Ursprung der europäischen Sprachen in Russland: Die Sprache der Viehhirten

Erbgut aus der Stein- und Bronzezeit legt den Schluss nahe, dass indoeuropäische Sprachen wie Deutsch, Französisch oder Griechisch mit Hirten aus der südrussischen Steppe nach Europa kamen.

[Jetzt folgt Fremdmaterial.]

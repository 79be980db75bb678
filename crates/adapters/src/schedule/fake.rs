// SPDX-License-Identifier: BUSL-1.1
// Copyright (c) 2026 Alfred Jean LLC

//! Fake scheduler for testing
#![cfg_attr(coverage_nightly, coverage(off))]

use super::{CronScheduler, ScheduleEntry, ScheduleError};
use async_trait::async_trait;
use std::collections::BTreeMap;
use std::sync::{Arc, Mutex};

/// Recorded scheduler call
#[derive(Debug, Clone, PartialEq, Eq)]
pub enum ScheduleCall {
    CreateOrUpdate { entry: ScheduleEntry },
    Delete { name: String },
    List,
}

#[derive(Debug, Default)]
struct FakeState {
    entries: BTreeMap<String, ScheduleEntry>,
    calls: Vec<ScheduleCall>,
    fail: Option<String>,
}

/// In-memory scheduler that records calls
#[derive(Clone, Default)]
pub struct FakeScheduler {
    state: Arc<Mutex<FakeState>>,
}

impl FakeScheduler {
    pub fn new() -> Self {
        Self::default()
    }

    /// Make every call fail with a request error
    pub fn fail_with(&self, message: impl Into<String>) {
        self.state.lock().unwrap_or_else(|e| e.into_inner()).fail = Some(message.into());
    }

    pub fn entry(&self, name: &str) -> Option<ScheduleEntry> {
        self.state
            .lock()
            .unwrap_or_else(|e| e.into_inner())
            .entries
            .get(name)
            .cloned()
    }

    /// Get all recorded calls
    pub fn calls(&self) -> Vec<ScheduleCall> {
        self.state.lock().unwrap_or_else(|e| e.into_inner()).calls.clone()
    }
}

#[async_trait]
impl CronScheduler for FakeScheduler {
    async fn create_or_update(
        &self,
        name: &str,
        cron_expression: &str,
        trigger_url: &str,
        description: Option<&str>,
    ) -> Result<(), ScheduleError> {
        let mut state = self.state.lock().unwrap_or_else(|e| e.into_inner());
        let entry = ScheduleEntry {
            name: name.to_string(),
            cron_expression: cron_expression.to_string(),
            trigger_url: trigger_url.to_string(),
            description: description.map(str::to_string),
        };
        state.calls.push(ScheduleCall::CreateOrUpdate {
            entry: entry.clone(),
        });
        if let Some(message) = &state.fail {
            return Err(ScheduleError::Request(message.clone()));
        }
        state.entries.insert(name.to_string(), entry);
        Ok(())
    }

    async fn delete(&self, name: &str) -> Result<bool, ScheduleError> {
        let mut state = self.state.lock().unwrap_or_else(|e| e.into_inner());
        state.calls.push(ScheduleCall::Delete {
            name: name.to_string(),
        });
        if let Some(message) = &state.fail {
            return Err(ScheduleError::Request(message.clone()));
        }
        Ok(state.entries.remove(name).is_some())
    }

    async fn list(&self) -> Result<Vec<ScheduleEntry>, ScheduleError> {
        let mut state = self.state.lock().unwrap_or_else(|e| e.into_inner());
        state.calls.push(ScheduleCall::List);
        if let Some(message) = &state.fail {
            return Err(ScheduleError::Request(message.clone()));
        }
        Ok(state.entries.values().cloned().collect())
    }
}
impl Registry {
    /// Open (or create) the registry at the given path and run migrations
    pub async fn open(path: &Path) -> Result<Self, RegistryError> {
        if let Some(parent) = path.parent() {
            std::fs::create_dir_all(parent)?;
        }

        let options = SqliteConnectOptions::from_str(&format!("sqlite:{}", path.display()))?
            .create_if_missing(true)
            .journal_mode(SqliteJournalMode::Wal)
            .synchronous(SqliteSynchronous::Normal)
            .busy_timeout(Duration::from_secs(30));

        let pool = SqlitePoolOptions::new()
            .max_connections(4)
            .connect_with(options)
            .await?;

        let registry = Self {
            pool,
            path: path.to_owned(),
        };
        registry.run_migrations().await?;

        info!(path = %path.display(), "registry opened");
        Ok(registry)
    }

    /// Create an in-memory registry (for testing)
    ///
    /// A single connection that never expires, so the database lives as long
    /// as the pool and is private to this handle.
    pub async fn open_in_memory() -> Result<Self, RegistryError> {
        let options = SqliteConnectOptions::from_str("sqlite::memory:")?
            .busy_timeout(Duration::from_secs(5));
        let pool = SqlitePoolOptions::new()
            .max_connections(1)
            .idle_timeout(None)
            .max_lifetime(None)
            .connect_with(options)
            .await?;
        let registry = Self {
            pool,
            path: PathBuf::new(),
        };
        registry.run_migrations().await?;
        Ok(registry)
    }

    pub fn pool(&self) -> &SqlitePool {
        &self.pool
    }

    pub fn path(&self) -> &Path {
        &self.path
    }

    async fn run_migrations(&self) -> Result<(), RegistryError> {
        sqlx::query("CREATE TABLE IF NOT EXISTS _migrations (version INTEGER PRIMARY KEY)")
            .execute(&self.pool)
            .await?;

        let row: (i64,) = sqlx::query_as("SELECT COALESCE(MAX(version), 0) FROM _migrations")
            .fetch_one(&self.pool)
            .await?;
        let current = row.0 as usize;

        for (i, migration) in migrations::MIGRATIONS.iter().enumerate() {
            let version = i + 1;
            if version <= current {
                continue;
            }
            sqlx::query(migration).execute(&self.pool).await?;
            sqlx::query("INSERT INTO _migrations (version) VALUES (?)")
                .bind(version as i64)
                .execute(&self.pool)
                .await?;
            debug!(version, "applied migration");
        }
        Ok(())
    }

    // === Runs ===

    /// Insert a run record. A run id is recorded at most once.
    pub async fn insert_run(
        &self,
        run_id: &RunId,
        start_time: DateTime<Utc>,
        status: RunStatus,
    ) -> Result<(), RegistryError> {
        let result = sqlx::query(
            "INSERT INTO runs (run_id, start_time, end_time, run_status) VALUES (?, ?, NULL, ?)
             ON CONFLICT(run_id) DO NOTHING",
        )
        .bind(run_id.as_str())
        .bind(start_time)
        .bind(status.as_str())
        .execute(&self.pool)
        .await?;

        if result.rows_affected() == 0 {
            return Err(RegistryError::DuplicateRun(run_id.clone()));
        }
        Ok(())
    }

    /// Move a run to `status`
    ///
    /// The predecessor check is part of the UPDATE so concurrent writers
    /// cannot move a run backwards. `end_time` is only written when given.
    pub async fn update_run_status(
        &self,
        run_id: &RunId,
        status: RunStatus,
        end_time: Option<DateTime<Utc>>,
    ) -> Result<(), RegistryError> {
        let predecessors = RunStatus::predecessors(status);
        if !predecessors.is_empty() {
            let placeholders = vec!["?"; predecessors.len()].join(", ");
            let sql = format!(
                "UPDATE runs SET run_status = ?, end_time = COALESCE(?, end_time)
                 WHERE run_id = ? AND run_status IN ({})",
                placeholders
            );
            let mut query = sqlx::query(&sql)
                .bind(status.as_str())
                .bind(end_time)
                .bind(run_id.as_str());
            for predecessor in &predecessors {
                query = query.bind(predecessor.as_str());
            }
            if query.execute(&self.pool).await?.rows_affected() == 1 {
                return Ok(());
            }
        }

        // Nothing updated: report why
        let current = self
            .get_run(run_id)
            .await?
            .ok_or_else(|| RegistryError::RunNotFound(run_id.clone()))?;
        Err(RegistryError::Transition {
            run_id: run_id.clone(),
            source: TransitionError {
                from: current.run_status,
                to: status,
            },
        })
    }

    pub async fn get_run(&self, run_id: &RunId) -> Result<Option<RunRecord>, RegistryError> {
        let row = sqlx::query(
            "SELECT run_id, start_time, end_time, run_status FROM runs WHERE run_id = ?",
        )
        .bind(run_id.as_str())
        .fetch_optional(&self.pool)
        .await?;
        row.as_ref().map(run_from_row).transpose()
    }

    /// Most recent runs first, optionally restricted to one project
    pub async fn list_runs(
        &self,
        skip: u32,
        limit: u32,
        project: Option<&str>,
    ) -> Result<Vec<RunRecord>, RegistryError> {
        let rows = match project {
            Some(project) => {
                sqlx::query(
                    "SELECT r.run_id, r.start_time, r.end_time, r.run_status
                     FROM runs r JOIN run_configuration c ON c.run_id = r.run_id
                     WHERE c.project = ?
                     ORDER BY julianday(r.start_time) DESC, r.run_id DESC
                     LIMIT ? OFFSET ?",
                )
                .bind(project)
                .bind(i64::from(limit))
                .bind(i64::from(skip))
                .fetch_all(&self.pool)
                .await?
            }
            None => {
                sqlx::query(
                    "SELECT run_id, start_time, end_time, run_status FROM runs
                     ORDER BY julianday(start_time) DESC, run_id DESC
                     LIMIT ? OFFSET ?",
                )
                .bind(i64::from(limit))
                .bind(i64::from(skip))
                .fetch_all(&self.pool)
                .await?
            }
        };
        rows.iter().map(run_from_row).collect()
    }

    /// Runs that have not reached a terminal status, oldest first
    pub async fn list_unfinished(&self) -> Result<Vec<RunRecord>, RegistryError> {
        let rows = sqlx::query(
            "SELECT run_id, start_time, end_time, run_status FROM runs
             WHERE run_status IN ('INITIALIZING', 'RUNNING')
             ORDER BY julianday(start_time), run_id",
        )
        .fetch_all(&self.pool)
        .await?;
        rows.iter().map(run_from_row).collect()
    }

    // === Run configurations ===

    /// Upsert a run configuration
    pub async fn insert_run_configuration(
        &self,
        config: &RunConfiguration,
    ) -> Result<(), RegistryError> {
        sqlx::query(
            "INSERT INTO run_configuration (
                run_id, project, server_url, cloud_provider, provider_config, requester,
                invocation, cron_schedule, schedule_name, schedule_description, created_at
             ) VALUES (?, ?, ?, ?, ?, ?, ?, ?, ?, ?, ?)
             ON CONFLICT(run_id) DO UPDATE SET
                project = excluded.project,
                server_url = excluded.server_url,
                cloud_provider = excluded.cloud_provider,
                provider_config = excluded.provider_config,
                requester = excluded.requester,
                invocation = excluded.invocation,
                cron_schedule = excluded.cron_schedule,
                schedule_name = excluded.schedule_name,
                schedule_description = excluded.schedule_description",
        )
        .bind(config.run_id.as_str())
        .bind(&config.project)
        .bind(&config.server_url)
        .bind(&config.cloud_provider)
        .bind(serde_json::to_string(&config.provider_config)?)
        .bind(&config.requester)
        .bind(serde_json::to_string(&config.invocation)?)
        .bind(&config.cron_schedule)
        .bind(&config.schedule_name)
        .bind(&config.schedule_description)
        .bind(config.created_at)
        .execute(&self.pool)
        .await?;
        Ok(())
    }

    /// Load a stored configuration exactly as persisted
    pub async fn load_run_configuration(
        &self,
        run_id: &RunId,
    ) -> Result<RunConfiguration, RegistryError> {
        let row = sqlx::query(
            "SELECT run_id, project, server_url, cloud_provider, provider_config, requester,
                    invocation, cron_schedule, schedule_name, schedule_description, created_at
             FROM run_configuration WHERE run_id = ?",
        )
        .bind(run_id.as_str())
        .fetch_optional(&self.pool)
        .await?;

        match row {
            Some(row) => configuration_from_row(&row),
            None => Err(RegistryError::ConfigurationNotFound(run_id.clone())),
        }
    }

    /// Clone a schedule template into a fresh single-run configuration
    ///
    /// The new record is stored under `run_id` with schedule fields cleared.
    /// The template row is only read.
    pub async fn materialize_schedule(
        &self,
        schedule_id: &RunId,
        run_id: RunId,
        created_at: DateTime<Utc>,
    ) -> Result<RunConfiguration, RegistryError> {
        let template = self.load_run_configuration(schedule_id).await?;
        if !template.is_schedule() {
            return Err(RegistryError::NotASchedule(schedule_id.clone()));
        }
        let config = template.materialize(run_id, created_at);
        self.insert_run_configuration(&config).await?;
        Ok(config)
    }

    /// All stored schedule templates, newest first
    pub async fn list_schedule_configurations(
        &self,
    ) -> Result<Vec<RunConfiguration>, RegistryError> {
        let rows = sqlx::query(
            "SELECT run_id, project, server_url, cloud_provider, provider_config, requester,
                    invocation, cron_schedule, schedule_name, schedule_description, created_at
             FROM run_configuration WHERE cron_schedule IS NOT NULL
             ORDER BY julianday(created_at) DESC, run_id DESC",
        )
        .fetch_all(&self.pool)
        .await?;
        rows.iter().map(configuration_from_row).collect()
    }

    // === Lock row ===

    /// Insert the lock row unless one exists, in one statement
    ///
    /// On conflict the existing row is read back and returned. If it was
    /// released between the two statements the insert is retried.
    pub async fn insert_lock(&self, record: &LockRecord) -> Result<LockInsert, RegistryError> {
        for _ in 0..LOCK_INSERT_ATTEMPTS {
            let result = sqlx::query(
                "INSERT INTO lock (id, holder, run_id, created_at, updated_at)
                 VALUES (1, ?, ?, ?, ?)
                 ON CONFLICT(id) DO NOTHING",
            )
            .bind(&record.holder)
            .bind(record.run_id.as_str())
            .bind(record.created_at)
            .bind(record.updated_at)
            .execute(&self.pool)
            .await?;

            if result.rows_affected() == 1 {
                return Ok(LockInsert::Inserted);
            }
            if let Some(existing) = self.load_lock().await? {
                return Ok(LockInsert::Held(existing));
            }
            debug!("lock released during acquire, retrying");
        }
        Err(RegistryError::LockContention)
    }

    pub async fn load_lock(&self) -> Result<Option<LockRecord>, RegistryError> {
        let row =
            sqlx::query("SELECT holder, run_id, created_at, updated_at FROM lock WHERE id = 1")
                .fetch_optional(&self.pool)
                .await?;
        row.map(|row| -> Result<LockRecord, RegistryError> {
            Ok(LockRecord {
                holder: row.try_get("holder")?,
                run_id: RunId::new(row.try_get::<String, _>("run_id")?),
                created_at: row.try_get("created_at")?,
                updated_at: row.try_get("updated_at")?,
            })
        })
        .transpose()
    }

    /// Set `updated_at` on the lock if it still protects `run_id`
    pub async fn touch_lock(
        &self,
        run_id: &RunId,
        updated_at: DateTime<Utc>,
    ) -> Result<bool, RegistryError> {
        let result = sqlx::query("UPDATE lock SET updated_at = ? WHERE id = 1 AND run_id = ?")
            .bind(updated_at)
            .bind(run_id.as_str())
            .execute(&self.pool)
            .await?;
        Ok(result.rows_affected() == 1)
    }

    /// Delete the lock row. Returns whether one existed.
    pub async fn delete_lock(&self) -> Result<bool, RegistryError> {
        let result = sqlx::query("DELETE FROM lock WHERE id = 1")
            .execute(&self.pool)
            .await?;
        Ok(result.rows_affected() == 1)
    }

    /// Delete the lock row only if it protects `run_id`
    pub async fn delete_lock_for(&self, run_id: &RunId) -> Result<bool, RegistryError> {
        let result = sqlx::query("DELETE FROM lock WHERE id = 1 AND run_id = ?")
            .bind(run_id.as_str())
            .execute(&self.pool)
            .await?;
        Ok(result.rows_affected() == 1)
    }
}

Die heutigen Mitteleuropäer stammen zu einem beträchtlichen Teil von Gruppen ab, die vor etwa 4500 Jahren aus dem Süden des heutigen Russland eingewandert sind. Das schließt ein internationales Forscherteam aus Genanalysen von insgesamt 94 Menschen, die vor 3000 bis 8000 Jahren lebten, 41 von ihnen auf dem Gebiet des heutigen Deutschlands. Die Resultate könnten auch Aufschluss zum Ursprung der indoeuropäischen Sprachen geben, zu denen Deutsch zählt.

Indoeuropäisch kam erst mit der zweiten Einwanderungswelle

Eine Forschergruppe um David Reich von der Harvard Medical School in Boston analysierte die Genome der Europäer aus der Mittel- und Jungsteinzeit sowie aus der späteren Bronzezeit, die im heutigen Deutschland, Ungarn, Schweden, Spanien und Russland gelebt hatten. Den Analysen nach gab es zwei große Einwanderungswellen. So wurden die damals in Mittel- und Westeuropa lebenden Jäger und Sammler vor etwa 7500 Jahren durch einwandernde frühe Bauern teilweise verdrängt und in deren Gesellschaften integriert. „Die Frühbauern aus Spanien, Deutschland und Ungarn sind genetisch nahezu identisch, was auf einen gemeinsamen Ursprung im Nahen Osten schließen lässt“, sagt Wolfgang Haak von der australischen Universität Adelaide, einer der Autoren der im Fachblatt „Nature“ veröffentlichten Studie.

Demnach sind die indoeuropäischen Sprachen nicht wie bislang angenommen mit diesen Zuwanderern nach Mitteleuropa gelangt, sondern erst mit der nächsten großen Welle vor etwa 4500 Jahren. Diese Menschen entstammten der Yamnaya-Kultur, die in der Region des heutigen Südrusslands verortet wird. Diese Viehhirten aus der eurasischen Steppe stellen neben den ursprünglichen Jägern und Sammlern und den Frühbauern die dritte Gruppe, die die Forscher im Erbgut identifizierten. Diese dritte Erbgutkomponente sei in jedem der untersuchten Individuen zu sehen gewesen, das jünger als 4500 Jahre war, und in keiner der älteren Proben aus Mitteleuropa. „In Deutschland taucht die dritte Komponente erstmals bei den Schnurkeramikern am Übergang zwischen Jungsteinzeit und Bronzezeit auf“, sagt Haak. Die Forscher schätzen den genetischen Anteil der Yamnaya-Kultur in den Schnurkeramikern aus Sachsen-Anhalt auf 75 Prozent. Angesichts der Distanz von 2600 Kilometern zwischen beiden Gebieten sei dieser Grad an Übereinstimmung erstaunlich.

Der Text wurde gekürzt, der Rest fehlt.